**WHAT IS BEING ASKED**
Work out how many lines of the material below mention the word "build"; reply with the number only.

[Opening ENTRIES SHOWN section]

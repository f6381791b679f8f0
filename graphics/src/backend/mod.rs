//! Render context abstraction.
//!
//! Shader objects never reach for a global device. Every operation that
//! touches the GPU takes a `&mut dyn RenderContext`, which owns the shader
//! compiler and issues the native resource and binding calls.
//!
//! # Available Backends
//!
//! - `dummy` (default): records every native call for inspection in tests
//! - `wgpu-backend`: cross-platform backend using wgpu

#[cfg(feature = "wgpu-backend")]
pub mod wgpu_backend;

pub mod dummy;

use std::sync::Arc;

use crate::error::GraphicsError;
use crate::resources::{Buffer, Sampler, Texture};
use crate::shader::compiler::{CompiledStage, ShaderCompiler};
use crate::shader::reflection::StageReflection;
use crate::types::{BufferDescriptor, SamplerDescriptor, ShaderStage, TextureDescriptor};

/// Handle to a GPU buffer.
#[derive(Debug, Clone)]
pub enum GpuBuffer {
    /// Dummy backend buffer, identified for call recording
    Dummy { id: u64 },
    /// wgpu backend buffer
    #[cfg(feature = "wgpu-backend")]
    Wgpu(Arc<wgpu::Buffer>),
}

/// Handle to a GPU texture.
#[derive(Debug, Clone)]
pub enum GpuTexture {
    /// Dummy backend (no GPU allocation)
    Dummy,
    /// wgpu backend texture
    #[cfg(feature = "wgpu-backend")]
    Wgpu {
        texture: Arc<wgpu::Texture>,
        view: Arc<wgpu::TextureView>,
    },
}

/// Handle to a GPU sampler.
#[derive(Debug, Clone)]
pub enum GpuSampler {
    /// Dummy backend (no GPU allocation)
    Dummy,
    /// wgpu backend sampler
    #[cfg(feature = "wgpu-backend")]
    Wgpu(Arc<wgpu::Sampler>),
}

/// Handle to a linked GPU program.
#[derive(Debug, Clone)]
pub enum GpuProgram {
    /// Dummy backend program
    Dummy { id: u64 },
    /// wgpu backend program
    #[cfg(feature = "wgpu-backend")]
    Wgpu(Arc<wgpu_backend::WgpuProgram>),
}

/// One stage handed to [`RenderContext::create_program`].
#[derive(Debug, Clone, Copy)]
pub struct ProgramStage<'a> {
    pub stage: ShaderStage,
    pub compiled: &'a CompiledStage,
    pub reflection: &'a StageReflection,
}

/// Capability interface of the active renderer.
///
/// Binding calls take whole slot arrays; `None` clears a slot.
pub trait RenderContext {
    /// Backend name used in logs.
    fn name(&self) -> &'static str;

    /// Shader compiler of this backend.
    fn compiler(&self) -> &dyn ShaderCompiler;

    /// Create a texture resource.
    fn create_texture(&mut self, descriptor: &TextureDescriptor) -> Result<Arc<Texture>, GraphicsError>;

    /// Create a sampler resource.
    fn create_sampler(&mut self, descriptor: &SamplerDescriptor) -> Result<Arc<Sampler>, GraphicsError>;

    /// Create a structured/raw buffer resource.
    fn create_buffer(&mut self, descriptor: &BufferDescriptor) -> Result<Arc<Buffer>, GraphicsError>;

    /// Create a GPU constant buffer of `size` bytes.
    fn create_constant_buffer(&mut self, label: &str, size: u32) -> Result<GpuBuffer, GraphicsError>;

    /// Upload the full contents of a constant buffer.
    fn update_constant_buffer(&mut self, buffer: &GpuBuffer, data: &[u8]);

    /// Link compiled stages into a program.
    fn create_program(&mut self, stages: &[ProgramStage<'_>]) -> Result<GpuProgram, GraphicsError>;

    /// Make `program` current.
    fn set_program(&mut self, program: &GpuProgram);

    /// Bind constant buffers to the slots of `stage`.
    fn set_constant_buffers(&mut self, stage: ShaderStage, buffers: &[Option<&GpuBuffer>]);

    /// Bind textures to the slots of `stage`.
    fn set_textures(&mut self, stage: ShaderStage, textures: &[Option<Arc<Texture>>]);

    /// Bind samplers to the slots of `stage`.
    fn set_samplers(&mut self, stage: ShaderStage, samplers: &[Option<Arc<Sampler>>]);

    /// Bind structured/raw buffers to the slots of `stage`.
    fn set_buffers(&mut self, stage: ShaderStage, buffers: &[Option<Arc<Buffer>>]);
}

/// Check if a real GPU backend is compiled in.
pub fn has_gpu_backend() -> bool {
    cfg!(feature = "wgpu-backend")
}
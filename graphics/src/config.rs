//! Shader object settings.
//!
//! Settings are plain serde structs so tools can keep them in a TOML file:
//!
//! ```toml
//! unresolved = "skip"
//! use_shader_cache = true
//! log_generated_source = false
//! ```

use serde::{Deserialize, Serialize};

use crate::error::GraphicsError;

/// What to do when a shader declares a variable or resource that no effect
/// parameter provides.
#[derive(Debug, Clone, Copy, PartialEq, Eq, Default, Serialize, Deserialize)]
#[serde(rename_all = "snake_case")]
pub enum UnresolvedPolicy {
    /// Fail the bind-table build and mark the shader object invalid.
    #[default]
    Error,
    /// Log a warning and leave the slot unbound (legacy content).
    Skip,
}

/// Settings applied when shader objects compile and build bind tables.
#[derive(Debug, Clone, PartialEq, Eq, Serialize, Deserialize)]
#[serde(default)]
pub struct ShaderSettings {
    /// Handling of unresolved shader names.
    pub unresolved: UnresolvedPolicy,
    /// Reuse compiled stages and linked programs across passes.
    pub use_shader_cache: bool,
    /// Log the generated source of each compiled stage at debug level.
    pub log_generated_source: bool,
}

impl Default for ShaderSettings {
    fn default() -> Self {
        Self {
            unresolved: UnresolvedPolicy::Error,
            use_shader_cache: true,
            log_generated_source: false,
        }
    }
}

impl ShaderSettings {
    /// Create default settings.
    pub fn new() -> Self {
        Self::default()
    }

    /// Parse settings from TOML text. Missing keys keep their defaults.
    pub fn from_toml_str(text: &str) -> Result<Self, GraphicsError> {
        toml::from_str(text).map_err(|e| GraphicsError::Config(e.to_string()))
    }

    /// Set the unresolved-name policy.
    pub fn with_unresolved(mut self, policy: UnresolvedPolicy) -> Self {
        self.unresolved = policy;
        self
    }

    /// Enable or disable the shader cache.
    pub fn with_shader_cache(mut self, enabled: bool) -> Self {
        self.use_shader_cache = enabled;
        self
    }

    /// Enable or disable logging of generated source.
    pub fn with_generated_source_logging(mut self, enabled: bool) -> Self {
        self.log_generated_source = enabled;
        self
    }
}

[Closing ENTRIES SHOWN section]

**WRITTEN RESPONSE**
2